### PROBLEM TO SOLVE
Copy each line below that includes "AppError".

Records drawn from a dataset
★ ★ ★ ★

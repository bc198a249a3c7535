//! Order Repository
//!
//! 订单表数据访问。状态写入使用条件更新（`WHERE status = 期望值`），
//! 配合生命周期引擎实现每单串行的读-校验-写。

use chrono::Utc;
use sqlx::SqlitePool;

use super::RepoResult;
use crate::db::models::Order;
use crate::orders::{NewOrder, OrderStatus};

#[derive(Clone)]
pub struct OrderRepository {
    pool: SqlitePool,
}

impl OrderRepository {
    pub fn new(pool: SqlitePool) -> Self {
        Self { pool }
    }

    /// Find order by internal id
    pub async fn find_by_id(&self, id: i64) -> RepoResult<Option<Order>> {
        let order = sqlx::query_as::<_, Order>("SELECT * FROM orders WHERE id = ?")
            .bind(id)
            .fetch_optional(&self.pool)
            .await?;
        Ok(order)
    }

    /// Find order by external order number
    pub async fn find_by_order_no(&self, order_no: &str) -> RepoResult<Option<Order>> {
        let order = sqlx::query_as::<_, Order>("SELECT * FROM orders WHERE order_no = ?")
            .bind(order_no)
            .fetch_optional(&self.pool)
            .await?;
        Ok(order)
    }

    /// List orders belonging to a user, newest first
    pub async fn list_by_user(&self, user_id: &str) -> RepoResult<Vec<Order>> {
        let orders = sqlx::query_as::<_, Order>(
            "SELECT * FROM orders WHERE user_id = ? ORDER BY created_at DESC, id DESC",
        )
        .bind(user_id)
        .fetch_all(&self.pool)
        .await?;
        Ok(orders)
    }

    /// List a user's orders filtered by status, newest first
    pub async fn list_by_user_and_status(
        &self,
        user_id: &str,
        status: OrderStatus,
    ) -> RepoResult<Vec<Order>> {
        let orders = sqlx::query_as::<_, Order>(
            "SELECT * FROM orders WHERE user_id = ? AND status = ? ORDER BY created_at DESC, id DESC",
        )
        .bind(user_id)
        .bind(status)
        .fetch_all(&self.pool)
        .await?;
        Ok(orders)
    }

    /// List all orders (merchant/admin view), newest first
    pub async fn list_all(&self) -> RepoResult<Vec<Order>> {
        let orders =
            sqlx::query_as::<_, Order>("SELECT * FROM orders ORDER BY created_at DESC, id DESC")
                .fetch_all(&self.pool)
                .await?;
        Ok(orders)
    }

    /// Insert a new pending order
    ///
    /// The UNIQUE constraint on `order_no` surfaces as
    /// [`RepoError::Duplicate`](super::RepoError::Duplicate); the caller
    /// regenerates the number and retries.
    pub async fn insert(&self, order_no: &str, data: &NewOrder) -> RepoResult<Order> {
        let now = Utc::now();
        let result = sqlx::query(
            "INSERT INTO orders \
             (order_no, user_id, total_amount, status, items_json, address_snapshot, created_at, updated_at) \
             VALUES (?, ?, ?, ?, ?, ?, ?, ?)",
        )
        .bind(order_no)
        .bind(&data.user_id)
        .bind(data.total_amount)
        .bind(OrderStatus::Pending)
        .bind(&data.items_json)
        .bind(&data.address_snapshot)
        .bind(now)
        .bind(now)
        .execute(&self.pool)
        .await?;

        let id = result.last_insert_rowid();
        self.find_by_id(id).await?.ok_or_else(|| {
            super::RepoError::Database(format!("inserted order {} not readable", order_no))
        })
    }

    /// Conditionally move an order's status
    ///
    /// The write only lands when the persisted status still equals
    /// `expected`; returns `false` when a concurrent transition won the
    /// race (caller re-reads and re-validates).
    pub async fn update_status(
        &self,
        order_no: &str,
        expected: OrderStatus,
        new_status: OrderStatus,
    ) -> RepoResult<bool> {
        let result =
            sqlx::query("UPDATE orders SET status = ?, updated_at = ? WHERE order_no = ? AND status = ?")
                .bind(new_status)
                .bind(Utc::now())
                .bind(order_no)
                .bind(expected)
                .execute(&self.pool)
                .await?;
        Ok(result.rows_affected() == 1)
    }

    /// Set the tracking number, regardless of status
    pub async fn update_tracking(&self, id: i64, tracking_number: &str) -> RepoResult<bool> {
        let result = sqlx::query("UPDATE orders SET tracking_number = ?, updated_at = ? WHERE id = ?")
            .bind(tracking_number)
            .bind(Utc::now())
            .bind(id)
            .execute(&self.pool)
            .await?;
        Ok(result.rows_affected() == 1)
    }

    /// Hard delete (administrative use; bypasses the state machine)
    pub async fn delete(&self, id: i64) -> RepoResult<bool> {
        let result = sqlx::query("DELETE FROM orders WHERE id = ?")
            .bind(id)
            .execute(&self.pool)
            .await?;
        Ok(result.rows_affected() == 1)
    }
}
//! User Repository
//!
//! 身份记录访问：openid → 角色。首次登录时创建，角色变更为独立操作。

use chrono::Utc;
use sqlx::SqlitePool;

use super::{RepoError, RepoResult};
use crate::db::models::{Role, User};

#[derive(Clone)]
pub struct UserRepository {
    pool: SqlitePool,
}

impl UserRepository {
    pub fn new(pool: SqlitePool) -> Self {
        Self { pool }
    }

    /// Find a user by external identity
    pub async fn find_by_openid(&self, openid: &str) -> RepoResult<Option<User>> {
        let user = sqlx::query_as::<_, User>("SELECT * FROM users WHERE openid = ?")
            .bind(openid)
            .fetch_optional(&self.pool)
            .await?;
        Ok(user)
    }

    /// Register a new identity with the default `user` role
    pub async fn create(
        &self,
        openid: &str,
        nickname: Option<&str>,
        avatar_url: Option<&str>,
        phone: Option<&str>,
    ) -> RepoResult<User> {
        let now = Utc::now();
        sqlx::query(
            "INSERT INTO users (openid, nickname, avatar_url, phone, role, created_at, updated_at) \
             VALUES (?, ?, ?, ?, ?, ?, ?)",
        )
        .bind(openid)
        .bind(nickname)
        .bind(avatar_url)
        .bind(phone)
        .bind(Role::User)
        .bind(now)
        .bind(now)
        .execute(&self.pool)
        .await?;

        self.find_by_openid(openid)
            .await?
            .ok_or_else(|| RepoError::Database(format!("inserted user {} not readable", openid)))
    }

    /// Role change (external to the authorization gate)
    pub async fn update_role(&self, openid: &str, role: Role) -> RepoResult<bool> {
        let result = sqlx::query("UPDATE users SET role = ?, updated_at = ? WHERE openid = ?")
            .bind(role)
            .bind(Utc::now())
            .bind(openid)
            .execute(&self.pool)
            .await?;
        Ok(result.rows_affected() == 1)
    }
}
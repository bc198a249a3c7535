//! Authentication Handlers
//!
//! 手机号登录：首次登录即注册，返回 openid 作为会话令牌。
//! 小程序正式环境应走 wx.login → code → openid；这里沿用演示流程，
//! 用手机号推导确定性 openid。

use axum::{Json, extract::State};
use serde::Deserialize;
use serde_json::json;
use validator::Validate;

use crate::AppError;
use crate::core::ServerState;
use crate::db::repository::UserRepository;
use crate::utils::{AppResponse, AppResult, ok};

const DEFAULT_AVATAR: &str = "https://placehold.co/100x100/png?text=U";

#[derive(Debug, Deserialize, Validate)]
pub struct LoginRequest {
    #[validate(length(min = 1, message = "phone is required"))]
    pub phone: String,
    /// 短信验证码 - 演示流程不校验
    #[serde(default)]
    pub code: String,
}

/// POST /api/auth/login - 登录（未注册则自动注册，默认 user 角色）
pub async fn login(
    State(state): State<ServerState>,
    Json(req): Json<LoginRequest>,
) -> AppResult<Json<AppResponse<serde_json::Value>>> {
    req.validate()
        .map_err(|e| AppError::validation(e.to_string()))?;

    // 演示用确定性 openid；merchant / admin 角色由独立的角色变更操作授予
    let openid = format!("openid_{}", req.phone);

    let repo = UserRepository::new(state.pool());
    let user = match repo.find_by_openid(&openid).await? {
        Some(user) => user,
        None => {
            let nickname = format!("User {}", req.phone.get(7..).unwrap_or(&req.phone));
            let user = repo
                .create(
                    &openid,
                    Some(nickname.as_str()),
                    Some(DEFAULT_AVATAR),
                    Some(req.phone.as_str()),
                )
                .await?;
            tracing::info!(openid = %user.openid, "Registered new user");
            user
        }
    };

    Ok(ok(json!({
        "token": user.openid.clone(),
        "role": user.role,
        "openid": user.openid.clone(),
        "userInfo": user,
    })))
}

★ ★ ★ ★

### REPLY TO THE TASK
use crate::AppError;
        .map_err(|e| AppError::validation(e.to_string()))?;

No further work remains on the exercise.